Stored items:
/---
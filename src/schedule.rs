// This Source Code Form is subject to the terms of the Mozilla Public
// License, v. 2.0. If a copy of the MPL was not distributed with this
// file, You can obtain one at https://mozilla.org/MPL/2.0/.

//! Cron-style schedule gate.
//!
//! A show is due when its five-field expression (minute, hour, day of month,
//! month, day of week) matches at least one whole minute after the minute of
//! the previous check, up to and including now. Matching happens in the
//! timezone the caller passes, which is the local timezone in production.

use chrono::{DateTime, Datelike, Duration, Local, TimeZone, Timelike, Utc};

use crate::error::ScheduleError;

const MONTH_NAMES: [&str; 12] = [
    "jan", "feb", "mar", "apr", "may", "jun", "jul", "aug", "sep", "oct", "nov", "dec",
];
const WEEKDAY_NAMES: [&str; 7] = ["sun", "mon", "tue", "wed", "thu", "fri", "sat"];

/// Allowed values of one field as a bit set
#[derive(Debug, Clone, Copy, PartialEq, Eq)]
struct FieldSet(u64);

impl FieldSet {
    fn contains(self, value: u32) -> bool {
        self.0 & (1u64 << value) != 0
    }
}

/// A parsed five-field cron expression
#[derive(Debug, Clone, PartialEq, Eq)]
pub struct Schedule {
    minutes: FieldSet,
    hours: FieldSet,
    days_of_month: FieldSet,
    months: FieldSet,
    days_of_week: FieldSet,
    /// Both day fields restricted: a day matches when either of them does
    day_union: bool,
}

struct FieldSpec {
    name: &'static str,
    min: u32,
    max: u32,
    names: &'static [&'static str],
    /// Value the names list starts at
    names_base: u32,
}

const MINUTE: FieldSpec = FieldSpec { name: "minute", min: 0, max: 59, names: &[], names_base: 0 };
const HOUR: FieldSpec = FieldSpec { name: "hour", min: 0, max: 23, names: &[], names_base: 0 };
const DAY_OF_MONTH: FieldSpec =
    FieldSpec { name: "day-of-month", min: 1, max: 31, names: &[], names_base: 0 };
const MONTH: FieldSpec =
    FieldSpec { name: "month", min: 1, max: 12, names: &MONTH_NAMES, names_base: 1 };
// 7 is accepted as an alias for Sunday and folded onto 0 after parsing
const DAY_OF_WEEK: FieldSpec =
    FieldSpec { name: "day-of-week", min: 0, max: 7, names: &WEEKDAY_NAMES, names_base: 0 };

impl Schedule {
    /// Parse a cron expression, also accepting the usual `@daily`-style macros
    pub fn parse(expr: &str) -> Result<Self, ScheduleError> {
        let invalid = |reason: String| ScheduleError::InvalidSchedule {
            expr: expr.to_string(),
            reason,
        };

        let trimmed = expr.trim();
        let expanded = match trimmed.to_ascii_lowercase().as_str() {
            "@yearly" | "@annually" => "0 0 1 1 *".to_string(),
            "@monthly" => "0 0 1 * *".to_string(),
            "@weekly" => "0 0 * * 0".to_string(),
            "@daily" | "@midnight" => "0 0 * * *".to_string(),
            "@hourly" => "0 * * * *".to_string(),
            other if other.starts_with('@') => {
                return Err(invalid(format!("unknown macro '{trimmed}'")));
            }
            _ => trimmed.to_string(),
        };

        let fields: Vec<&str> = expanded.split_whitespace().collect();
        if fields.len() != 5 {
            return Err(invalid(format!("expected 5 fields, found {}", fields.len())));
        }

        let minutes = parse_field(fields[0], &MINUTE).map_err(&invalid)?;
        let hours = parse_field(fields[1], &HOUR).map_err(&invalid)?;
        let days_of_month = parse_field(fields[2], &DAY_OF_MONTH).map_err(&invalid)?;
        let months = parse_field(fields[3], &MONTH).map_err(&invalid)?;
        let mut days_of_week = parse_field(fields[4], &DAY_OF_WEEK).map_err(&invalid)?;
        if days_of_week.contains(7) {
            days_of_week = FieldSet((days_of_week.0 | 1) & !(1 << 7));
        }

        let day_union = !fields[2].starts_with('*') && !fields[4].starts_with('*');

        Ok(Self {
            minutes,
            hours,
            days_of_month,
            months,
            days_of_week,
            day_union,
        })
    }

    /// Whether the minute containing `t` matches the expression
    pub fn matches<Tz: TimeZone>(&self, t: &DateTime<Tz>) -> bool {
        self.minutes.contains(t.minute()) && self.hours.contains(t.hour()) && self.matches_day(t)
    }

    fn matches_day<Tz: TimeZone>(&self, t: &DateTime<Tz>) -> bool {
        if !self.months.contains(t.month()) {
            return false;
        }
        let dom = self.days_of_month.contains(t.day());
        let dow = self.days_of_week.contains(t.weekday().num_days_from_sunday());
        if self.day_union { dom || dow } else { dom && dow }
    }

    /// First matching minute strictly after the minute of `after` and not later than `until`
    pub fn next_match<Tz: TimeZone>(
        &self,
        after: &DateTime<Utc>,
        until: &DateTime<Utc>,
        tz: &Tz,
    ) -> Option<DateTime<Utc>> {
        let mut candidate = truncate_to_minute(after) + Duration::minutes(1);

        while candidate <= *until {
            let local = candidate.with_timezone(tz);
            if !self.hours.contains(local.hour()) || !self.matches_day(&local) {
                // Nothing in the rest of this local hour can match
                candidate += Duration::minutes(i64::from(60 - local.minute()));
                continue;
            }
            if self.minutes.contains(local.minute()) {
                return Some(candidate);
            }
            candidate += Duration::minutes(1);
        }

        None
    }
}

fn truncate_to_minute(t: &DateTime<Utc>) -> DateTime<Utc> {
    t.with_second(0)
        .and_then(|t| t.with_nanosecond(0))
        .unwrap_or(*t)
}

fn parse_field(text: &str, spec: &FieldSpec) -> Result<FieldSet, String> {
    let mut bits = 0u64;

    for part in text.split(',') {
        let (range, step) = match part.split_once('/') {
            Some((range, step)) => {
                let step: u32 = step
                    .parse()
                    .map_err(|_| format!("bad step '{step}' in {} field", spec.name))?;
                if step == 0 || step > spec.max - spec.min {
                    return Err(format!("step {step} out of range in {} field", spec.name));
                }
                (range, step)
            }
            None => (part, 1),
        };

        let (start, end) = if range == "*" {
            (spec.min, spec.max)
        } else if let Some((lo, hi)) = range.split_once('-') {
            (parse_value(lo, spec)?, parse_value(hi, spec)?)
        } else {
            let value = parse_value(range, spec)?;
            // "5/15" means "from 5 to the end, every 15"
            if part.contains('/') { (value, spec.max) } else { (value, value) }
        };

        if start > end {
            return Err(format!("empty range '{range}' in {} field", spec.name));
        }

        let mut value = start;
        while value <= end {
            bits |= 1u64 << value;
            value += step;
        }
    }

    Ok(FieldSet(bits))
}

fn parse_value(text: &str, spec: &FieldSpec) -> Result<u32, String> {
    let lowered = text.to_ascii_lowercase();
    if let Some(pos) = spec.names.iter().position(|n| *n == lowered) {
        return Ok(spec.names_base + pos as u32);
    }

    let value: u32 = text
        .parse()
        .map_err(|_| format!("bad value '{text}' in {} field", spec.name))?;
    if value < spec.min || value > spec.max {
        return Err(format!(
            "value {value} out of range {}-{} in {} field",
            spec.min, spec.max, spec.name
        ));
    }
    Ok(value)
}

/// Whether a show with schedule `expr`, last checked at `last_check`, is due at `now`
///
/// Evaluated in the local timezone.
pub fn is_due(
    expr: &str,
    last_check: Option<DateTime<Utc>>,
    now: DateTime<Utc>,
) -> Result<bool, ScheduleError> {
    is_due_in(expr, last_check, now, &Local)
}

/// [`is_due`] evaluated in an explicit timezone
pub fn is_due_in<Tz: TimeZone>(
    expr: &str,
    last_check: Option<DateTime<Utc>>,
    now: DateTime<Utc>,
    tz: &Tz,
) -> Result<bool, ScheduleError> {
    let schedule = Schedule::parse(expr)?;
    Ok(match last_check {
        None => true,
        Some(last) => schedule.next_match(&last, &now, tz).is_some(),
    })
}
\---
* _TASK_
Which of the lines above mention the word "reason"? Pull those lines out.

* _SOLUTION TO THE PROBLEM_
        let invalid = |reason: String| ScheduleError::InvalidSchedule {
            reason,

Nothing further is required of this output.